Timing Your Renunciation is Important: Taxes Before Immigration
One very important component of renouncing U.S. citizenship is to ensure that the taxpayer gets the timing correct. Typically, that means waiting to conduct the immigration component of immigration (renouncement) until the taxpayer has their ducks in a row regarding taxation (IRS). In other words, taxpayers want to be careful before renouncing their U.S. citizenship because even if they are below the net worth test or the net income average tax liability test, if they are not tax compliant for the past five years (which is a common scenario for Accidental Americans), they may be considered a covered expatriate and become subject to exit tax — wherein if they had submitted an offshore disclosure before expatriation that outcome could have been avoided.
Does the Taxpayer Have a Second Citizenship?
Another very important component for taxpayers who are renouncing their U.S. citizenship is that they are required to have a second citizenship before the U.S. government will approve the renouncement. For taxpayers who are dual citizens, this is not an issue. However, for taxpayers who may be considering renouncing their U.S. citizenship solely for offshore tax purposes, it is very important to know that they must have second citizenship first. In addition, taxpayers must be wary of all the glossy offshore marketing materials they will find when researching foreign citizenships — because many ‘citizenship-by-investment’ opportunities have hidden fees and tax implications that companies selling these citizenships fail to tell the taxpayer until it is too late to go back.
Are you Anticipating Being Covered Expatriate?

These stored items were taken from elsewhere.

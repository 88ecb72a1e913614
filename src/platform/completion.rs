//! Transfer completion signalling
//!
//! The SPI peripheral reports the end of a transfer from interrupt context.
//! The only state shared with that context is a single atomic flag: the
//! interrupt handler calls [`CompletionFlag::signal`], the issuing context
//! resets the flag before starting a transfer and then blocks in
//! [`CompletionFlag::wait`].
//!
//! ```ignore
//! static SPI_DONE: CompletionFlag = CompletionFlag::new();
//!
//! #[interrupt]
//! fn SPI0_IRQ() {
//!     SPI_DONE.signal();
//! }
//! ```

use crate::platform::error::{PlatformError, SpiError};
use crate::platform::traits::TimerInterface;
use crate::platform::Result;
use core::sync::atomic::{AtomicBool, Ordering};

/// Interval between flag checks while waiting
pub const POLL_INTERVAL_US: u32 = 10;

/// One-shot "transfer done" flag shared with an interrupt handler
#[derive(Debug, Default)]
pub struct CompletionFlag {
    done: AtomicBool,
}

impl CompletionFlag {
    pub const fn new() -> Self {
        Self {
            done: AtomicBool::new(false),
        }
    }

    /// Mark the in-flight transfer complete (interrupt context)
    pub fn signal(&self) {
        self.done.store(true, Ordering::Release);
    }

    /// Clear the flag before issuing a transfer
    pub fn reset(&self) {
        self.done.store(false, Ordering::Release);
    }

    pub fn is_signaled(&self) -> bool {
        self.done.load(Ordering::Acquire)
    }

    /// Block until the flag is signalled
    ///
    /// With `timeout_us = None` this waits forever. Otherwise it gives up
    /// with `SpiError::Timeout` once `timeout_us` has elapsed on `timer`.
    pub fn wait<T: TimerInterface>(&self, timer: &mut T, timeout_us: Option<u32>) -> Result<()> {
        let start = timer.now_us();

        loop {
            if self.is_signaled() {
                return Ok(());
            }

            if let Some(limit) = timeout_us {
                if timer.now_us().saturating_sub(start) >= limit as u64 {
                    return Err(PlatformError::Spi(SpiError::Timeout));
                }
            }

            timer.delay_us(POLL_INTERVAL_US)?;
        }
    }
}
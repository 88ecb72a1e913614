//! Calibration Parameter Definitions
//!
//! # Parameters
//!
//! - `CAL_SAMPLES` - Readings averaged into the bias estimate
//! - `CAL_DELAY_MS` - Delay between calibration readings (milliseconds)

use super::error::ParameterError;
use super::storage::{ParamValue, ParameterStore};

/// Default calibration window size
const DEFAULT_SAMPLES: u32 = 200;

/// Default delay between calibration reads in milliseconds
const DEFAULT_DELAY_MS: u32 = 5;

const MIN_SAMPLES: i32 = 1;
const MAX_SAMPLES: i32 = 5000;
const MAX_DELAY_MS: i32 = 1000;

/// Bias calibration parameters
#[derive(Debug, Clone, Copy, PartialEq, Eq)]
pub struct CalibrationParams {
    /// Number of readings in the calibration window
    pub sample_count: u32,
    /// Delay between readings in milliseconds
    pub delay_ms: u32,
}

impl Default for CalibrationParams {
    fn default() -> Self {
        Self {
            sample_count: DEFAULT_SAMPLES,
            delay_ms: DEFAULT_DELAY_MS,
        }
    }
}

impl CalibrationParams {
    /// Register calibration parameters with default values
    pub fn register_defaults(store: &mut ParameterStore) -> Result<(), ParameterError> {
        store.register("CAL_SAMPLES", ParamValue::Int(DEFAULT_SAMPLES as i32))?;
        store.register("CAL_DELAY_MS", ParamValue::Int(DEFAULT_DELAY_MS as i32))?;
        Ok(())
    }

    /// Load calibration parameters from parameter store
    pub fn from_store(store: &ParameterStore) -> Self {
        let sample_count = match store.get("CAL_SAMPLES") {
            Some(ParamValue::Int(v)) => (*v).clamp(MIN_SAMPLES, MAX_SAMPLES) as u32,
            _ => DEFAULT_SAMPLES,
        };

        let delay_ms = match store.get("CAL_DELAY_MS") {
            Some(ParamValue::Int(v)) => (*v).clamp(0, MAX_DELAY_MS) as u32,
            _ => DEFAULT_DELAY_MS,
        };

        Self {
            sample_count,
            delay_ms,
        }
    }
}
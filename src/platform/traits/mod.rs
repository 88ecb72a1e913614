//! Platform abstraction traits
//!
//! This module defines the traits that platform implementations must provide.

pub mod platform;
pub mod spi;
pub mod timer;

pub use platform::Platform;
pub use spi::{SpiConfig, SpiInterface, SpiMode};
pub use timer::TimerInterface;
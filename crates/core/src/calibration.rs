//! Gyroscope bias estimation
//!
//! The bias is the per-axis mean of raw readings taken while the device is
//! at rest. No outlier rejection is performed: a single disturbance inside
//! the window shifts the estimate for the rest of the session.
//!
//! The sampling procedure itself (reads separated by a fixed delay) lives in
//! `gyro_lock::subsystems::calibration`, which owns the transport and the
//! timer.

use crate::sample::{Bias, RawSample};
use nalgebra::Vector3;

/// Running per-axis sum of raw readings
///
/// Integer sums keep the estimate exact for any window that fits in `i64`.
#[derive(Debug, Clone, Copy, Default)]
pub struct BiasAccumulator {
    sum: [i64; 3],
    count: u32,
}

impl BiasAccumulator {
    pub fn new() -> Self {
        Self::default()
    }

    /// Add one reading to the window
    pub fn add(&mut self, sample: RawSample) {
        self.sum[0] += sample.x as i64;
        self.sum[1] += sample.y as i64;
        self.sum[2] += sample.z as i64;
        self.count += 1;
    }

    /// Number of readings accumulated so far
    pub fn count(&self) -> u32 {
        self.count
    }

    /// Mean of the window, or `None` if nothing was accumulated
    pub fn finish(&self) -> Option<Bias> {
        if self.count == 0 {
            return None;
        }

        let n = self.count as f64;
        Some(Bias(Vector3::new(
            (self.sum[0] as f64 / n) as f32,
            (self.sum[1] as f64 / n) as f32,
            (self.sum[2] as f64 / n) as f32,
        )))
    }
}

/// Estimate gyro bias from a slice of static samples
///
/// Returns `None` for an empty slice.
pub fn estimate_bias(samples: &[RawSample]) -> Option<Bias> {
    samples
        .iter()
        .fold(BiasAccumulator::new(), |mut acc, sample| {
            acc.add(*sample);
            acc
        })
        .finish()
}
//! Timer backed by the `embassy-time` driver

use crate::platform::{traits::TimerInterface, Result};
use embassy_time::{block_for, Duration, Instant};

/// Blocking timer over the embassy time driver
///
/// Delays spin on `embassy_time::block_for`; the lock's control loop is
/// synchronous, so no executor is required.
#[derive(Debug, Clone, Copy, Default)]
pub struct EmbassyTimer;

impl EmbassyTimer {
    pub const fn new() -> Self {
        Self
    }
}

impl TimerInterface for EmbassyTimer {
    fn delay_us(&mut self, us: u32) -> Result<()> {
        block_for(Duration::from_micros(us as u64));
        Ok(())
    }

    fn delay_ms(&mut self, ms: u32) -> Result<()> {
        block_for(Duration::from_millis(ms as u64));
        Ok(())
    }

    fn now_us(&self) -> u64 {
        Instant::now().as_micros()
    }

    fn now_ms(&self) -> u64 {
        Instant::now().as_millis()
    }
}
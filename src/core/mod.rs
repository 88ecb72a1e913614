//! Core infrastructure shared by the platform, device and subsystem layers

pub mod logging;
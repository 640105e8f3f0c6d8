//! Bit container shared by the encoder and decoder.
//!
//! The writer appends fields at increasing bit positions and drains whole
//! bytes from the low end, so the stream is a little-endian integer. The
//! reader consumes that integer from its most significant end: it loads
//! bytes from the tail of the buffer and hands back fields in the reverse
//! order they were written.

use crate::error::{Error, Result};

/// Width of the accumulator in bits.
pub const CONTAINER_BITS: u32 = u64::BITS;

/// Position of the highest set bit, `0` for `0`.
#[inline]
pub fn highest_set_bit(value: u32) -> u32 {
    if value == 0 {
        0
    } else {
        31 - value.leading_zeros()
    }
}

/// Forward bit packer appending to a byte buffer.
pub struct BitWriter<'a> {
    out: &'a mut Vec<u8>,
    container: u64,
    bit_pos: u32,
}

impl<'a> BitWriter<'a> {
    /// Start packing bits at the end of `out`.
    pub fn new(out: &'a mut Vec<u8>) -> Self {
        Self {
            out,
            container: 0,
            bit_pos: 0,
        }
    }

    /// Append the low `nb_bits` bits of `value`.
    ///
    /// The caller flushes often enough that the container never holds more
    /// than [`CONTAINER_BITS`] live bits.
    #[inline]
    pub fn add_bits(&mut self, value: u32, nb_bits: u32) {
        debug_assert!(nb_bits <= 16);
        debug_assert!(self.bit_pos + nb_bits <= CONTAINER_BITS);
        let mask = (1u64 << nb_bits) - 1;
        self.container |= (value as u64 & mask) << self.bit_pos;
        self.bit_pos += nb_bits;
    }

    /// Move every complete byte into the output.
    #[inline]
    pub fn flush(&mut self) {
        while self.bit_pos >= 8 {
            self.out.push(self.container as u8);
            self.container >>= 8;
            self.bit_pos -= 8;
        }
    }

    /// Flush, including a trailing partial byte.
    pub fn finish(mut self) {
        self.flush();
        if self.bit_pos > 0 {
            self.out.push(self.container as u8);
        }
    }
}

/// Backward bit reader over a stream produced by [`BitWriter`].
pub struct BitReader<'a> {
    stream: &'a [u8],
    /// Bytes `stream[..remaining]` have not been loaded yet.
    remaining: usize,
    container: u64,
    /// Live bits, always the low end of `container`.
    bits: u32,
}

impl<'a> BitReader<'a> {
    /// Prime the reader and skip past the end-marker bit.
    pub fn new(stream: &'a [u8]) -> Result<Self> {
        let last = match stream.last() {
            Some(&b) if b != 0 => b,
            _ => return Err(Error::CorruptStream("missing end mark")),
        };
        let mut reader = Self {
            stream,
            remaining: stream.len(),
            container: 0,
            bits: 0,
        };
        reader.reload();
        reader.bits -= last.leading_zeros() + 1;
        Ok(reader)
    }

    /// Pull bytes from the tail until the container is nearly full or the
    /// stream is exhausted.
    #[inline]
    pub fn reload(&mut self) {
        while self.bits <= CONTAINER_BITS - 8 && self.remaining > 0 {
            self.remaining -= 1;
            self.container = (self.container << 8) | self.stream[self.remaining] as u64;
            self.bits += 8;
        }
    }

    /// Take the next `nb_bits` bits, most recently written first.
    #[inline]
    pub fn read_bits(&mut self, nb_bits: u32) -> Result<u32> {
        if nb_bits == 0 {
            return Ok(0);
        }
        if self.bits < nb_bits {
            self.reload();
            if self.bits < nb_bits {
                return Err(Error::CorruptStream("read past start of stream"));
            }
        }
        self.bits -= nb_bits;
        Ok(((self.container >> self.bits) & ((1u64 << nb_bits) - 1)) as u32)
    }

    /// True once every bit below the end mark has been consumed.
    pub fn is_exhausted(&self) -> bool {
        self.bits == 0 && self.remaining == 0
    }
}
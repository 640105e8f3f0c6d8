//! Symbol frequency counting.

use crate::error::{Error, Result};

/// Inputs at least this long are counted in four interleaved stripes.
const STRIPED_THRESHOLD: usize = 1500;

/// Per-symbol occurrence counts over an active alphabet `0..=max_symbol`.
#[derive(Debug, Clone, PartialEq, Eq)]
pub struct Histogram {
    counts: Vec<u32>,
    total: usize,
}

impl Histogram {
    /// Occurrence count per symbol, indexed by symbol value.
    pub fn counts(&self) -> &[u32] {
        &self.counts
    }

    /// Highest symbol with a nonzero count (0 for an empty input).
    pub fn max_symbol(&self) -> u8 {
        (self.counts.len() - 1) as u8
    }

    /// Number of symbols counted.
    pub fn total(&self) -> usize {
        self.total
    }

    /// Number of distinct symbols present.
    pub fn distinct(&self) -> usize {
        self.counts.iter().filter(|&&c| c > 0).count()
    }

    /// Largest single count.
    pub fn max_count(&self) -> u32 {
        self.counts.iter().copied().max().unwrap_or(0)
    }
}

/// Count every byte of `input`, rejecting bytes above `max_symbol_value`.
///
/// The returned alphabet is trimmed so that its last symbol is the highest
/// one that actually occurs.
pub fn count_symbols(input: &[u8], max_symbol_value: u8) -> Result<Histogram> {
    let mut counts = if input.len() < STRIPED_THRESHOLD {
        count_simple(input, max_symbol_value)?
    } else {
        count_striped(input, max_symbol_value)?
    };

    let active = counts.iter().rposition(|&c| c > 0).unwrap_or(0);
    counts.truncate(active + 1);

    Ok(Histogram {
        counts,
        total: input.len(),
    })
}

fn count_simple(input: &[u8], max_symbol_value: u8) -> Result<Vec<u32>> {
    let mut counts = vec![0u32; max_symbol_value as usize + 1];
    for &b in input {
        if b > max_symbol_value {
            return Err(Error::InvalidSymbol {
                symbol: b,
                max: max_symbol_value,
            });
        }
        counts[b as usize] += 1;
    }
    Ok(counts)
}

fn count_striped(input: &[u8], max_symbol_value: u8) -> Result<Vec<u32>> {
    let mut stripes = [[0u32; 256]; 4];

    let mut chunks = input.chunks_exact(4);
    for chunk in &mut chunks {
        stripes[0][chunk[0] as usize] += 1;
        stripes[1][chunk[1] as usize] += 1;
        stripes[2][chunk[2] as usize] += 1;
        stripes[3][chunk[3] as usize] += 1;
    }
    for &b in chunks.remainder() {
        stripes[0][b as usize] += 1;
    }

    let mut merged = [0u32; 256];
    for stripe in &stripes {
        for (total, &c) in merged.iter_mut().zip(stripe.iter()) {
            *total += c;
        }
    }

    if let Some(symbol) = (max_symbol_value as usize + 1..256).find(|&s| merged[s] > 0) {
        return Err(Error::InvalidSymbol {
            symbol: symbol as u8,
            max: max_symbol_value,
        });
    }

    Ok(merged[..=max_symbol_value as usize].to_vec())
}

The biggest issue with renouncing citizenship from a tax perspective is whether the taxpayer will be considered a covered expatriate at the time they renounced their citizenship. Reiterating what was stated above, if the taxpayer is not a covered expatriate, they will not be subject to exit tax. Noting, there is a potential issue involving PFIC taxes — even for non-covered expatriates. If the taxpayer is considered a covered expatriate, then they may be subject to exit tax if they meet any (not all) of the three covered expatriate tests. Golding & Golding has other expatriation tax resources available that provide more detail regarding the covered expatriate tests).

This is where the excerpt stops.